::: RECORDS SHOWN

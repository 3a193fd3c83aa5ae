//! Test environment abstraction for isolated testing.
//!
//! Provides `TestEnvironment` to manage:
//! - A temporary source tree
//! - A temporary destination tree (not created up front)
//! - Resolved `MirrorRoots` for the pair
//!
//! # Usage
//!
//! ```ignore
//! use dirsync_config::testing::TestEnvironment;
//!
//! #[test]
//! fn test_something() {
//!     let env = TestEnvironment::new().unwrap();
//!     env.create_file("a.txt", b"hello").unwrap();
//!     // ... run a sync against env.roots ...
//!     assert_eq!(env.read_dest("a.txt").unwrap(), b"hello");
//! }
//! ```

use std::path::PathBuf;
use tempfile::TempDir;

use crate::path::MirrorRoots;

/// Isolated source/destination pair under one temporary directory
pub struct TestEnvironment {
    /// Temporary directory (dropped on cleanup)
    _temp_dir: TempDir,
    pub source_root: PathBuf,
    pub dest_root: PathBuf,
    pub roots: MirrorRoots,
}

impl TestEnvironment {
    /// Create a new isolated test environment
    pub fn new() -> anyhow::Result<Self> {
        let temp_dir = TempDir::new()?;
        let root = temp_dir.path().canonicalize()?;

        let source_root = root.join("source");
        let dest_root = root.join("dest");
        std::fs::create_dir_all(&source_root)?;

        let roots = MirrorRoots::new(source_root.clone(), dest_root.clone())?;

        Ok(Self {
            _temp_dir: temp_dir,
            source_root,
            dest_root,
            roots,
        })
    }

    /// Create a source file with content, creating parents as needed
    pub fn create_file(&self, relative_path: &str, content: &[u8]) -> anyhow::Result<PathBuf> {
        let path = self.source_root.join(relative_path);
        if let Some(parent) = path.parent() {
            std::fs::create_dir_all(parent)?;
        }
        std::fs::write(&path, content)?;
        Ok(path)
    }

    /// Create a source directory
    pub fn create_dir(&self, relative_path: &str) -> anyhow::Result<PathBuf> {
        let path = self.source_root.join(relative_path);
        std::fs::create_dir_all(&path)?;
        Ok(path)
    }

    pub fn source_path(&self, relative_path: &str) -> PathBuf {
        self.source_root.join(relative_path)
    }

    pub fn dest_path(&self, relative_path: &str) -> PathBuf {
        self.dest_root.join(relative_path)
    }

    /// Read a mirrored file
    pub fn read_dest(&self, relative_path: &str) -> std::io::Result<Vec<u8>> {
        std::fs::read(self.dest_path(relative_path))
    }
}

impl Default for TestEnvironment {
    fn default() -> Self {
        Self::new().expect("Failed to create test environment")
    }
}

::::::

All lines with the word "MirrorRoots" are needed; pull them from the entries and copy each.

YOUR RESPONSE:
//! - Resolved `MirrorRoots` for the pair
use crate::path::MirrorRoots;
    pub roots: MirrorRoots,
        let roots = MirrorRoots::new(source_root.clone(), dest_root.clone())?;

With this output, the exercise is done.